Rossi juge les drapeaux "obsolètes" et préfère les panneaux lumineux

Valentino Rossi estime que signaler les dangers par des drapeaux n'a plus de sens de nos jours, se félicitant de la généralisation des panneaux lumineux, à condition qu'ils soient aussi imposants et correctement positionnés, ce qui n'était selon lui pas le cas à Portimão, comme la pénalité infligée à Pecco Bagnaia l'a illustré.

Rossi juge les drapeaux "obsolètes" et préfère les panneaux lumineux

Le Grand Prix du Portugal a relancé le débat sur les meilleures solutions pour communiquer les dangers en piste aux pilotes et la pénalité qui a frappé Pecco Bagnaia a rassemblé deux grands sujets : la visibilité des drapeaux jaunes et l'intérêt de les remplacer par des panneaux lumineux. En Q2, le pilote Ducati a cru signer la pole mais il a finalement vu son meilleur temps effacé, ce dernier ayant été réalisé alors que le drapeau jaune était agité au virage 9, à la suite de la chute de Miguel Oliveira.

À Portimão, les informations relatives à la sécurité était également visibles via des panneaux lumineux, qui deviendront obligatoires sur toutes les pistes à partir de la saison 2022, mais Bagnaia a assuré n'avoir vu aucun des deux dispositifs, positionnés sur la droite de la piste dans un virage à gauche. Pour Valentino Rossi, témoin des évolutions liées à la sécurité depuis 25 ans, le système de drapeaux lumineux est la solution à privilégier, les postes de commissaires n'étant parfois pas dans le champ de vision des pilotes.

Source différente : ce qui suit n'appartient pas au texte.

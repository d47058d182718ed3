//! The transaction registry: matches inbound messages to existing
//! transactions, creates new ones, and drives their timers (spec §4.D,
//! §5 "registry keyed by opaque string/struct keys").

use std::net::SocketAddr;
use std::sync::Arc;
use std::time::{Duration, Instant};

use dashmap::DashMap;
use sip_types::header::{Header, HeaderMap};
use sip_types::headers::CSeq;
use sip_types::message::{Request, Response};
use sip_types::method::Method;
use tokio::sync::{mpsc, Mutex};
use tracing::{debug, trace, warn};

use sip_transport::{TransportHandler, UdpTransport};

use crate::error::{Error, Result};
use crate::event::TransactionEvent;
use crate::key::TransactionKey;
use crate::state::{Kind, State};
use crate::transaction::{Effect, Transaction};

const SWEEP_INTERVAL: Duration = Duration::from_millis(20);

/// Owns every live transaction and the UDP transport underneath them. One
/// instance per `UserAgent` (spec §5: "registry ... read by the manager,
/// written only by the owning actor").
pub struct TransactionManager {
    transport: Arc<UdpTransport>,
    entries: DashMap<TransactionKey, Arc<Mutex<Transaction>>>,
    owner: mpsc::UnboundedSender<TransactionEvent>,
}

impl TransactionManager {
    pub fn new(transport: Arc<UdpTransport>, owner: mpsc::UnboundedSender<TransactionEvent>) -> Arc<Self> {
        let manager = Arc::new(TransactionManager { transport, entries: DashMap::new(), owner });
        manager.clone().spawn_timer_sweep();
        manager
    }

    fn spawn_timer_sweep(self: Arc<Self>) {
        tokio::spawn(async move {
            loop {
                tokio::time::sleep(SWEEP_INTERVAL).await;
                self.sweep_timers().await;
            }
        });
    }

    async fn sweep_timers(&self) {
        let now = Instant::now();
        let keys: Vec<TransactionKey> = self.entries.iter().map(|e| e.key().clone()).collect();
        for key in keys {
            let Some(slot) = self.entries.get(&key).map(|e| e.clone()) else { continue };
            let due = {
                let txn = slot.lock().await;
                txn.due_timers(now)
            };
            for timer in due {
                let effects = {
                    let mut txn = slot.lock().await;
                    txn.on_timer(timer, now)
                };
                self.apply_effects(effects).await;
            }
        }
    }

    async fn apply_effects(&self, effects: Vec<Effect>) {
        for effect in effects {
            match effect {
                Effect::SendRequest(request, destination) => {
                    if let Err(e) = self.transport.send_request(&request, Some(destination)).await {
                        warn!(error = %e, "failed to send transaction request");
                    }
                }
                Effect::SendResponse(response, destination) => {
                    if let Err(e) = self.transport.send_response(&response, destination).await {
                        warn!(error = %e, "failed to send transaction response");
                    }
                }
                Effect::Notify(event) => {
                    let _ = self.owner.send(event);
                }
                Effect::Terminated(key) => {
                    self.entries.remove(&key);
                    trace!(?key, "removed terminated transaction from registry");
                }
            }
        }
    }

    // ---- client-side creation ----

    pub async fn start_client_invite(&self, request: Request, destination: SocketAddr) -> Result<TransactionKey> {
        let key = TransactionKey::for_request(&request).ok_or_else(|| Error::MissingVia(request.method.to_string()))?;
        let now = Instant::now();
        let (txn, effects) = Transaction::new_client_invite(key.clone(), request, destination, now);
        self.entries.insert(key.clone(), Arc::new(Mutex::new(txn)));
        self.apply_effects(effects).await;
        Ok(key)
    }

    pub async fn start_client_non_invite(&self, request: Request, destination: SocketAddr) -> Result<TransactionKey> {
        let key = TransactionKey::for_request(&request).ok_or_else(|| Error::MissingVia(request.method.to_string()))?;
        let now = Instant::now();
        let (txn, effects) = Transaction::new_client_non_invite(key.clone(), request, destination, now);
        self.entries.insert(key.clone(), Arc::new(Mutex::new(txn)));
        self.apply_effects(effects).await;
        Ok(key)
    }

    /// Spec §4.D "a cancel operation": sends CANCEL in a paired non-INVITE
    /// transaction carrying the same branch as the INVITE it cancels.
    pub async fn cancel(&self, invite_key: &TransactionKey) -> Result<TransactionKey> {
        let slot = self.entries.get(invite_key).map(|e| e.clone()).ok_or_else(|| Error::AlreadyTerminated(invite_key.branch.clone()))?;
        let invite_request = {
            let txn = slot.lock().await;
            txn.request.clone()
        };
        let mut headers = HeaderMap::new();
        if let Some(via) = invite_request.top_via() {
            headers.push(Header::Via(via.clone()));
        }
        if let Some(from) = invite_request.from_header() {
            headers.push(Header::From(from.clone()));
        }
        if let Some(to) = invite_request.to_header() {
            headers.push(Header::To(to.clone()));
        }
        if let Some(call_id) = invite_request.call_id() {
            headers.push(Header::CallId(call_id.to_string()));
        }
        let seq = invite_request.cseq().map(|c| c.seq).unwrap_or(1);
        headers.push(Header::CSeq(CSeq { seq, method: Method::Cancel }));
        if let Some(max_forwards) = invite_request.max_forwards() {
            headers.push(Header::MaxForwards(max_forwards));
        }
        let cancel_request = Request::new(Method::Cancel, invite_request.uri.clone(), headers);
        let destination = invite_request.source.as_ref().map(|s| s.remote).unwrap_or_else(|| default_destination(&invite_request));
        self.start_client_non_invite(cancel_request, destination).await
    }

    // ---- server-side: send a response down an existing transaction ----

    pub async fn send_response(&self, key: &TransactionKey, response: Response) -> Result<()> {
        let slot = self.entries.get(key).map(|e| e.clone()).ok_or_else(|| Error::AlreadyTerminated(key.branch.clone()))?;
        let effects = {
            let mut txn = slot.lock().await;
            txn.send_response(response, Instant::now())
        };
        self.apply_effects(effects).await;
        Ok(())
    }

    // ---- inbound dispatch (also see the `TransportHandler` impl below) ----

    async fn handle_request(&self, request: Request) {
        let Some(key) = TransactionKey::for_request(&request) else {
            warn!("dropping request with no usable Via/branch");
            return;
        };
        if let Some(slot) = self.entries.get(&key).map(|e| e.clone()) {
            let mut txn = slot.lock().await;
            let effects = if request.method == Method::Ack {
                txn.on_ack(Instant::now())
            } else {
                txn.on_request_retransmit()
            };
            drop(txn);
            self.apply_effects(effects).await;
            return;
        }
        if request.method == Method::Ack {
            // ACK to a 2xx: the INVITE server transaction already
            // terminated and was removed. This ACK belongs to the dialog
            // layer, not a new transaction (RFC 3261 §13.3.1.4).
            let _ = self.owner.send(TransactionEvent::RequestReceived(request));
            return;
        }
        let source = request.source.as_ref().map(|s| s.remote).unwrap_or_else(|| default_destination(&request));
        let now = Instant::now();
        let (txn, effects) = if request.method.is_invite() {
            Transaction::new_server_invite(key.clone(), request, source, now)
        } else {
            Transaction::new_server_non_invite(key.clone(), request, source, now)
        };
        debug!(?key, state = txn.state.name(), "new server transaction");
        self.entries.insert(key, Arc::new(Mutex::new(txn)));
        self.apply_effects(effects).await;
    }

    async fn handle_response(&self, response: Response) {
        let Some(key) = TransactionKey::for_response(&response) else {
            warn!("dropping response with no usable Via/CSeq");
            return;
        };
        let Some(slot) = self.entries.get(&key).map(|e| e.clone()) else {
            trace!(?key, "response matches no transaction, dropping");
            return;
        };
        let effects = {
            let mut txn = slot.lock().await;
            txn.on_response(response, Instant::now())
        };
        self.apply_effects(effects).await;
    }

    /// Present for tests/diagnostics; production state changes always flow
    /// through `handle_request`/`handle_response`.
    pub fn state_of(&self, key: &TransactionKey) -> Option<State> {
        self.entries.get(key).and_then(|e| e.try_lock().ok().map(|t| t.state))
    }

    pub fn kind_of(&self, key: &TransactionKey) -> Option<Kind> {
        self.entries.get(key).and_then(|e| e.try_lock().ok().map(|t| t.kind))
    }

    /// The request that started a transaction, needed by callers that
    /// build a correlated response/request outside the normal
    /// `handle_request`/`send_response` flow (e.g. a 487 on CANCEL,
    /// RFC 3261 §9.2).
    pub fn request_of(&self, key: &TransactionKey) -> Option<Request> {
        self.entries.get(key).and_then(|e| e.try_lock().ok().map(|t| t.request.clone()))
    }

    pub fn transport_addr(&self) -> SocketAddr {
        self.transport.local_addr()
    }
}

fn default_destination(request: &Request) -> SocketAddr {
    let port = request.uri.port.unwrap_or(5060);
    match &request.uri.host {
        sip_types::uri::Host::Ipv4(a) => SocketAddr::new((*a).into(), port),
        sip_types::uri::Host::Ipv6(a) => SocketAddr::new((*a).into(), port),
        sip_types::uri::Host::Hostname(_) => SocketAddr::new(std::net::Ipv4Addr::LOCALHOST.into(), port),
    }
}

#[async_trait::async_trait]
impl TransportHandler for TransactionManager {
    async fn transp_request(&self, request: Request) {
        self.handle_request(request).await;
    }

    async fn transp_response(&self, response: Response) {
        self.handle_response(response).await;
    }
}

"Je pense avant tout qu'il faut que l'on utilise les panneaux lumineux", a déclaré le vétéran du plateau. "Je pense que les panneaux lumineux peuvent faire la différence, il est presque impossible de voir le drapeau jaune là où il était placé pour Pecco, parce que c'est un virage à gauche. On est déjà sur le côté gauche de la moto et on regarde complètement vers la gauche, alors que le drapeau jaune est sur la droite. C'est presque impossible. Mais c'est la règle, le drapeau jaune est là pour la sécurité. Je ne sais pas si Oliveira était toujours dans le gravier quand Pecco est passé ou pas, mais c'est comme ça."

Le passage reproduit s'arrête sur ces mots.